Seems such a silly, trite sacrifice in retrospect.
But damn if I can’t already taste the walnuts in the banana bread. Or the sip of smooth Amaretto or the luxury of a silky crunchy hazelnut.
I love you baby boy. Nursing you was an experience I will never forget.
This piece dedicated to the women who carried our journey. Without them, I could never have learned what I needed to. It is their advocacy and support that my son and I owe these years to. Thank you feels so very inadequate. You can never know the heart swell that rises or the tears that fall in gratitude, for you:
- Jamie Lynne Grumet. Who pulled me out of isolation and into empowerment. Who changed the course of my direction. Who changed my world.
- Tracey Cassels. Who taught me techniques and tools — and how to handle the haters who would thwart my own goals.
- Jessica Martin Weber. Who through a vast following of solidarity, let me peak into the stories of so many women who felt like I did and could.
- Abby Theuring. Whose brave, bold stance spilled into my own advocacy for multitudes of others.
- Bettina Forbes. Who provided an exhaustive knowledge base of information and resource and outreach against discrimination in spite of laws.
- Denene Millner. Who reminds me every day with her shared stories about diversity and differences that I’m a privileged white breastfeeding woman.
And my mother. The strongest woman I know. Who journeyed along with me into this new territory that was foreign in society when it was her turn.

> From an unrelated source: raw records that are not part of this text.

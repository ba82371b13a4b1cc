//! Composition root: builds the gateway, store and repositories once and
//! runs each command through the matching screen's state holder.

use std::{str::FromStr as _, sync::Arc};

use anyhow::{Context as _, bail};
use chrono::NaiveDate;
use unifest_api::HttpGateway;
use unifest_core::{
  booth::{BoothDetail, BoothSummary},
  festival::{FestivalSummary, Region},
};
use unifest_feature::{
  ButtonType, Repositories,
  screen::{
    booth::{BoothHolder, BoothUiAction},
    home::HomeHolder,
    intro::{IntroHolder, IntroUiAction, IntroUiState},
    liked_booth::LikedBoothHolder,
    map::MapHolder,
    menu::{MenuHolder, MenuUiAction},
  },
};
use unifest_store_sqlite::SqliteStore;

use crate::config::{AppConfig, expand_tilde};

pub struct App {
  repos:       Repositories<HttpGateway, SqliteStore>,
  festival_id: i64,
}

impl App {
  pub async fn open(config: &AppConfig) -> anyhow::Result<Self> {
    let store_path = expand_tilde(&config.store_path);
    if let Some(parent) = store_path.parent() {
      std::fs::create_dir_all(parent)
        .with_context(|| format!("failed to create {}", parent.display()))?;
    }
    let store = SqliteStore::open(&store_path)
      .await
      .with_context(|| format!("failed to open store at {store_path:?}"))?;
    let gateway = HttpGateway::new(config.gateway()).context("failed to build HTTP client")?;

    tracing::debug!(api = %config.api_base_url, store = ?store_path, "app ready");
    Ok(Self {
      repos:       Repositories::new(Arc::new(gateway), Arc::new(store)),
      festival_id: config.festival_id,
    })
  }

  // ── Festivals ─────────────────────────────────────────────────────────

  pub async fn festivals(
    &self,
    search: Option<String>,
    region: Option<String>,
  ) -> anyhow::Result<()> {
    let intro = IntroHolder::new(&self.repos);
    if let Some(name) = search {
      intro.on_action(IntroUiAction::SearchTextUpdated(name)).await;
      intro.on_action(IntroUiAction::Search).await;
    } else if let Some(region) = region {
      let region = Region::from_str(&region)
        .map_err(|_| anyhow::anyhow!("unknown region {region:?}"))?;
      intro.on_action(IntroUiAction::RegionTabClicked(region)).await;
    } else {
      intro.on_action(IntroUiAction::RegionTabClicked(Region::All)).await;
    }

    let state = intro.current();
    check_dialogs(&state)?;
    print_festivals(&state.festivals);
    Ok(())
  }

  pub async fn today(&self, date: NaiveDate) -> anyhow::Result<()> {
    let home = HomeHolder::new(&self.repos);
    home.start(date).await;
    let state = home.current();
    if state.is_network_error_dialog_visible || state.is_server_error_dialog_visible {
      bail!("could not load festivals for {date}");
    }
    for f in &state.today_festivals {
      let stars: Vec<_> = f.stars.iter().map(|s| s.name.as_str()).collect();
      println!(
        "{:>5}  {}  {}  [{}]",
        f.festival_id,
        f.school_name,
        f.festival_name,
        stars.join(", ")
      );
    }
    Ok(())
  }

  // ── Liked festivals ───────────────────────────────────────────────────

  pub fn liked_list(&self) {
    let liked = self.repos.liked_festival.observe_liked_festivals().current();
    print_festivals(&liked);
  }

  pub async fn liked_add(&self, festival_id: i64) -> anyhow::Result<()> {
    let all = self.repos.festival.get_all_festivals().await?;
    let festival = all
      .into_iter()
      .find(|f| f.festival_id == festival_id)
      .with_context(|| format!("no festival with id {festival_id}"))?;

    let menu = MenuHolder::new(&self.repos);
    menu.on_action(MenuUiAction::AddFestival(festival.clone())).await;
    menu.close();
    self.ensure_liked(festival_id, true)?;
    self.repos.liked_festival.set_recently_liked_school_name(&festival.school_name).await?;
    println!("liked {} ({})", festival.festival_name, festival.school_name);
    Ok(())
  }

  pub async fn liked_remove(&self, festival_id: i64) -> anyhow::Result<()> {
    let liked = self.repos.liked_festival.observe_liked_festivals().current();
    let Some(festival) = liked.into_iter().find(|f| f.festival_id == festival_id) else {
      println!("festival {festival_id} is not liked");
      return Ok(());
    };

    let menu = MenuHolder::new(&self.repos);
    menu.on_action(MenuUiAction::EnterEditMode).await;
    menu.on_action(MenuUiAction::LikedFestivalTapped(festival)).await;
    menu.on_action(MenuUiAction::DeleteDialog(ButtonType::Confirm)).await;
    menu.on_action(MenuUiAction::EditDone).await;
    menu.close();
    self.ensure_liked(festival_id, false)?;
    println!("removed festival {festival_id}");
    Ok(())
  }

  pub async fn liked_clear(&self) -> anyhow::Result<()> {
    let count = self.repos.liked_festival.observe_liked_festivals().current().len();
    let menu = MenuHolder::new(&self.repos);
    menu.on_action(MenuUiAction::EnterEditMode).await;
    menu.on_action(MenuUiAction::DeleteAllClick).await;
    menu.on_action(MenuUiAction::DeleteDialog(ButtonType::Confirm)).await;
    menu.close();
    let left = self.repos.liked_festival.observe_liked_festivals().current().len();
    if left > 0 {
      bail!("failed to clear liked festivals: {left} still stored");
    }
    println!("removed {count} liked festivals");
    Ok(())
  }

  /// The menu screen only logs store failures; the command has to report
  /// them, so check what actually landed.
  fn ensure_liked(&self, festival_id: i64, expected: bool) -> anyhow::Result<()> {
    let liked = self.repos.liked_festival.observe_liked_festivals().current();
    let present = liked.iter().any(|f| f.festival_id == festival_id);
    match (expected, present) {
      (true, false) => bail!("failed to like festival {festival_id}; see the log"),
      (false, true) => bail!("failed to remove festival {festival_id}; see the log"),
      _ => Ok(()),
    }
  }

  // ── Booths ────────────────────────────────────────────────────────────

  pub async fn booths(&self) -> anyhow::Result<()> {
    let map = MapHolder::new(&self.repos, self.festival_id);
    map.start().await;
    map.close();
    let state = map.current();
    if state.is_network_error_dialog_visible || state.is_server_error_dialog_visible {
      bail!("could not load booths for festival {}", self.festival_id);
    }
    for booth in &state.booths {
      print_booth(booth, state.marker_icon(booth));
    }
    Ok(())
  }

  pub async fn booth(&self, booth_id: i64, toggle_like: bool) -> anyhow::Result<()> {
    let holder = BoothHolder::new(&self.repos, booth_id);
    holder.start().await;
    if toggle_like {
      holder.on_action(BoothUiAction::ToggleBookmark).await;
    }
    let state = holder.current();
    let booth = state
      .booth
      .with_context(|| format!("could not load booth {booth_id}"))?;
    print_detail(&booth);
    Ok(())
  }

  pub async fn liked_booths(&self) -> anyhow::Result<()> {
    let holder = LikedBoothHolder::new(self.repos.liked_booth.clone());
    let expected = self.repos.liked_booth.get_liked_booth_ids().await?.len();
    let mut states = holder.state();
    while let Some(state) = states.next().await {
      if state.liked_booths.len() == expected {
        state.liked_booths.iter().for_each(print_detail);
        break;
      }
    }
    holder.close();
    Ok(())
  }

  pub async fn onboarding(&self) -> anyhow::Result<()> {
    let onboarding = &self.repos.onboarding;
    println!("intro:    {}", onboarding.check_intro_completion().await?);
    println!("map:      {}", onboarding.check_map_onboarding_completion().await?);
    println!("festival: {}", onboarding.check_festival_onboarding_completion().await?);
    let school = self.repos.liked_festival.get_recently_liked_school_name().await?;
    if !school.is_empty() {
      println!("recently liked school: {school}");
    }
    Ok(())
  }
}

fn check_dialogs(state: &IntroUiState) -> anyhow::Result<()> {
  if state.is_network_error_dialog_visible {
    bail!("network error: the festival server is unreachable");
  }
  if state.is_server_error_dialog_visible {
    bail!("server error: the festival server rejected the request");
  }
  Ok(())
}

fn print_festivals(festivals: &[FestivalSummary]) {
  for f in festivals {
    println!(
      "{:>5}  {:<20}  {:<20}  {} ~ {}  {}",
      f.festival_id, f.school_name, f.festival_name, f.begin_date, f.end_date, f.region
    );
  }
}

fn print_booth(booth: &BoothSummary, icon: &str) {
  let heart = if booth.is_liked { "♥" } else { " " };
  println!("{heart} {:>5}  {:<8}  {:<24}  {}  ({icon})", booth.id, booth.category, booth.name, booth.location);
}

fn print_detail(booth: &BoothDetail) {
  let heart = if booth.is_liked { "♥" } else { " " };
  println!(
    "{heart} {:>5}  {:<8}  {}  likes={}  {}",
    booth.id, booth.category, booth.name, booth.like_count, booth.location
  );
  for menu in &booth.menus {
    println!("         - {} {}원", menu.name, menu.price);
  }
}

This piece concludes a series written for National Breastfeeding Month. A time devoted to postpartum women making the autonomous decision to feed their children with their own bodies. A time set aside for normalizing human mammals and milk production in society again. Regardless of stigmas and set backs. Every August since 2011, the year my son was born, a time has been set aside for awareness and advocacy, but support for women is encouraged year round.
*Human mammals typically begin wean at 6–12 months of age, once any other nutritional source apart from milk is introduced. By the age of 8, most all humans are intolerant to lactose and no longer require milk for brain development. A mutation in our species allows some humans to continue to consume milk beyond this full wean. The range of weaning is a spectrum in our species which aligns with the altering of the jaw, diminishing of cheek fat and drop of “milk” teeth, among other anatomical developments in growth. Usually, this wean occurs between the age of 2.5 and 7 years, with some exceptions. The age to wean a child from the breast should primarily consider simply the requirement for milk or milk substitute for the child and full right to autonomy of the provider — always.